*WHAT YOU WILL DO*
From the first line of the data through the line containing "let mailer = RecordingMailer::new();", return each line exactly.

*ENTRIES SHOWN*
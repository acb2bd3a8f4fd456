//! Shared test doubles for the librarian workspace
//!
//! These stand in for the command implementations and mail transport the
//! daemon talks to, so worker and API suites can drive real job trees
//! without any media tooling installed.
//!
//! - [`ScriptedCommand`] - runs a fixed list of [`Step`]s against the job context
//! - [`Probe`] / [`ProbeCommand`] - observes start, liveness and concurrency of a command
//! - [`RecordingMailer`] - keeps every email digest instead of sending it
//!
//! # Example
//!
//! ```rust,ignore
//! use librarian_test_utils::{daemon_with, ScriptedCommand, Step};
//!
//! #[tokio::test]
//! async fn test_with_script() {
//!     let table = CommandTable::new()
//!         .with("Test", "hello", ScriptedCommand::new(vec![Step::log("hello")]));
//!     let (daemon, mailer) = daemon_with(2, table);
//! }
//! ```

mod commands;
mod mailer;

pub use commands::{Invocation, Probe, ProbeCommand, ScriptedCommand, Step};
pub use mailer::RecordingMailer;

use std::sync::Arc;
use std::time::Duration;

use librarian_worker::{CommandTable, Daemon, WorkerConfig};

/// Build a daemon with `pool_size` slots and a recording mailer
///
/// Retries are off and the kill grace period is short.
pub fn daemon_with(pool_size: usize, commands: CommandTable) -> (Daemon, RecordingMailer) {
    let config = WorkerConfig {
        kill_grace_ms: 500,
        retry_delay_secs: 0,
        ..WorkerConfig::with_pool_size(pool_size)
    };
    let mailer = RecordingMailer::new();
    let daemon = Daemon::with_mailer(config, commands, Arc::new(mailer.clone()));
    (daemon, mailer)
}

/// Argument vector from string slices
pub fn args(words: &[&str]) -> Vec<String> {
    words.iter().map(|w| w.to_string()).collect()
}

/// Poll `check` every 10ms until it holds or `timeout` elapses
pub async fn wait_until<F>(timeout: Duration, mut check: F) -> bool
where
    F: FnMut() -> bool,
{
    let deadline = tokio::time::Instant::now() + timeout;
    loop {
        if check() {
            return true;
        }
        if tokio::time::Instant::now() >= deadline {
            return false;
        }
        tokio::time::sleep(Duration::from_millis(10)).await;
    }
}
//! Job registry
//!
//! Thread-safe store of every job the daemon has seen, plus the mapping from
//! client-requested ids to the ids jobs actually run under. Jobs are kept
//! after completion so they can still be looked up.

use std::collections::BTreeMap;
use std::sync::atomic::{AtomicU64, Ordering};
use std::sync::Arc;

use dashmap::DashMap;
use serde::{Deserialize, Serialize};

use crate::error::{WorkerError, WorkerResult};
use crate::job::{Job, JobRecord, JobStatus, JobView};

/// Short job description used in snapshots
#[derive(Debug, Clone, PartialEq, Eq, Serialize, Deserialize)]
pub struct JobSummary {
    pub id: String,
    pub queue: String,
    pub task: String,
    pub status: JobStatus,
}

/// Per-queue counters from one snapshot pass
#[derive(Debug, Clone, PartialEq, Eq, Serialize, Deserialize)]
pub struct QueueMetrics {
    pub queue: String,
    pub running: usize,
    pub queued: usize,
    pub finished: usize,
    pub total: usize,
    pub limit: usize,
}

/// Point-in-time classification of every job
#[derive(Debug, Clone, Default, PartialEq, Eq, Serialize, Deserialize)]
pub struct StatusSnapshot {
    pub running: Vec<String>,
    pub queued: Vec<String>,
    /// Finished, failed and cancelled jobs
    pub finished: Vec<String>,
    pub queues: Vec<QueueMetrics>,
    pub jobs: Vec<JobSummary>,
}

impl StatusSnapshot {
    pub fn total(&self) -> usize {
        self.jobs.len()
    }
}

/// Classify jobs into running, queued and finished
///
/// Status is read exactly once per job, so a job whose status changes while
/// the snapshot is taken still lands in exactly one bucket.
pub fn partition<'a, J, I, L>(jobs: I, limit_for: L) -> StatusSnapshot
where
    J: JobView + 'a + ?Sized,
    I: IntoIterator<Item = &'a J>,
    L: Fn(&str) -> usize,
{
    let mut snapshot = StatusSnapshot::default();
    let mut queues: BTreeMap<String, QueueMetrics> = BTreeMap::new();

    for job in jobs {
        let status = job.status();
        let metrics = queues
            .entry(job.queue().to_string())
            .or_insert_with(|| QueueMetrics {
                queue: job.queue().to_string(),
                running: 0,
                queued: 0,
                finished: 0,
                total: 0,
                limit: limit_for(job.queue()),
            });
        metrics.total += 1;

        match status {
            JobStatus::Running => {
                metrics.running += 1;
                snapshot.running.push(job.id().to_string());
            }
            JobStatus::Queued => {
                metrics.queued += 1;
                snapshot.queued.push(job.id().to_string());
            }
            JobStatus::Finished | JobStatus::Failed | JobStatus::Cancelled => {
                metrics.finished += 1;
                snapshot.finished.push(job.id().to_string());
            }
        }

        snapshot.jobs.push(JobSummary {
            id: job.id().to_string(),
            queue: job.queue().to_string(),
            task: job.task().to_string(),
            status,
        });
    }

    snapshot.queues = queues.into_values().collect();
    snapshot
}

/// Store of all known jobs
#[derive(Debug, Default)]
pub struct JobRegistry {
    jobs: DashMap<String, Arc<Job>>,
    id_map: DashMap<String, String>,
    sequence: AtomicU64,
}

impl JobRegistry {
    pub fn new() -> Self {
        Self::default()
    }

    /// Next submission sequence number
    pub fn next_sequence(&self) -> u64 {
        self.sequence.fetch_add(1, Ordering::Relaxed)
    }

    /// Record a job, returning the shared handle
    pub fn register(&self, job: Job) -> Arc<Job> {
        let job = Arc::new(job);
        self.jobs.insert(job.id.clone(), job.clone());
        tracing::debug!(job_id = %job.id, queue = %job.queue, task = %job.task, "Job registered");
        job
    }

    pub fn contains(&self, id: &str) -> bool {
        self.jobs.contains_key(id)
    }

    /// Resolve a requested id to the id the job runs under
    ///
    /// A real job id always resolves to itself, even when the same string
    /// was later requested again and mapped elsewhere.
    pub fn resolve(&self, id: &str) -> String {
        if self.jobs.contains_key(id) {
            return id.to_string();
        }
        self.id_map
            .get(id)
            .map(|actual| actual.value().clone())
            .unwrap_or_else(|| id.to_string())
    }

    /// Correlate a client-requested id with the actual job id
    pub fn map_id(&self, requested: &str, actual: &str) {
        if requested != actual {
            self.id_map.insert(requested.to_string(), actual.to_string());
        }
    }

    pub fn clear_id_map(&self) {
        self.id_map.clear();
    }

    /// Look up a job by id or requested id
    pub fn get(&self, id: &str) -> WorkerResult<Arc<Job>> {
        let actual = self.resolve(id);
        self.jobs
            .get(&actual)
            .map(|job| job.value().clone())
            .ok_or_else(|| WorkerError::JobNotFound(id.to_string()))
    }

    /// All jobs in submission order
    pub fn list(&self) -> Vec<Arc<Job>> {
        let mut jobs: Vec<_> = self.jobs.iter().map(|e| e.value().clone()).collect();
        jobs.sort_by_key(|job| job.sequence);
        jobs
    }

    /// Move a job to a new status
    ///
    /// Returns false when the job exists but the transition is not allowed.
    pub fn update_status(
        &self,
        id: &str,
        status: JobStatus,
        error: Option<String>,
    ) -> WorkerResult<bool> {
        let job = self.get(id)?;
        let applied = job.transition(status, error);
        if applied {
            tracing::debug!(job_id = %job.id, status = %status, "Job status updated");
        }
        Ok(applied)
    }

    /// Number of pooled jobs currently running in `queue`
    pub fn running_in(&self, queue: &str) -> usize {
        self.jobs
            .iter()
            .filter(|e| {
                let job = e.value();
                job.queue == queue && !job.child && job.status() == JobStatus::Running
            })
            .count()
    }

    /// Full record of a job with its children nested
    pub fn record(&self, id: &str) -> WorkerResult<JobRecord> {
        let job = self.get(id)?;
        Ok(self.record_of(&job, 0))
    }

    fn record_of(&self, job: &Job, depth: usize) -> JobRecord {
        let mut record = job.record();
        // Parent links are weak, but guard against a malformed chain anyway
        if depth < 32 {
            record.children = record
                .children_ids
                .iter()
                .filter_map(|child_id| self.jobs.get(child_id).map(|c| c.value().clone()))
                .map(|child| self.record_of(&child, depth + 1))
                .collect();
        }
        record
    }

    /// Classify every job exactly once
    pub fn status_snapshot<L>(&self, limit_for: L) -> StatusSnapshot
    where
        L: Fn(&str) -> usize,
    {
        let jobs = self.list();
        partition(jobs.iter().map(|job| job.as_ref()), limit_for)
    }

    pub fn len(&self) -> usize {
        self.jobs.len()
    }

    pub fn is_empty(&self) -> bool {
        self.jobs.is_empty()
    }
}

*COMPLETED EXERCISE*
repository acb2bd3a8f4fd456
//! Shared test doubles for the librarian workspace
//!
//! These stand in for the command implementations and mail transport the
//! daemon talks to, so worker and API suites can drive real job trees
//! without any media tooling installed.
//!
//! - [`ScriptedCommand`] - runs a fixed list of [`Step`]s against the job context
//! - [`Probe`] / [`ProbeCommand`] - observes start, liveness and concurrency of a command
//! - [`RecordingMailer`] - keeps every email digest instead of sending it
//!
//! # Example
//!
//! ```rust,ignore
//! use librarian_test_utils::{daemon_with, ScriptedCommand, Step};
//!
//! #[tokio::test]
//! async fn test_with_script() {
//!     let table = CommandTable::new()
//!         .with("Test", "hello", ScriptedCommand::new(vec![Step::log("hello")]));
//!     let (daemon, mailer) = daemon_with(2, table);
//! }
//! ```

mod commands;
mod mailer;

pub use commands::{Invocation, Probe, ProbeCommand, ScriptedCommand, Step};
pub use mailer::RecordingMailer;

use std::sync::Arc;
use std::time::Duration;

use librarian_worker::{CommandTable, Daemon, WorkerConfig};

/// Build a daemon with `pool_size` slots and a recording mailer
///
/// Retries are off and the kill grace period is short.
pub fn daemon_with(pool_size: usize, commands: CommandTable) -> (Daemon, RecordingMailer) {
    let config = WorkerConfig {
        kill_grace_ms: 500,
        retry_delay_secs: 0,
        ..WorkerConfig::with_pool_size(pool_size)
    };
    let mailer = RecordingMailer::new();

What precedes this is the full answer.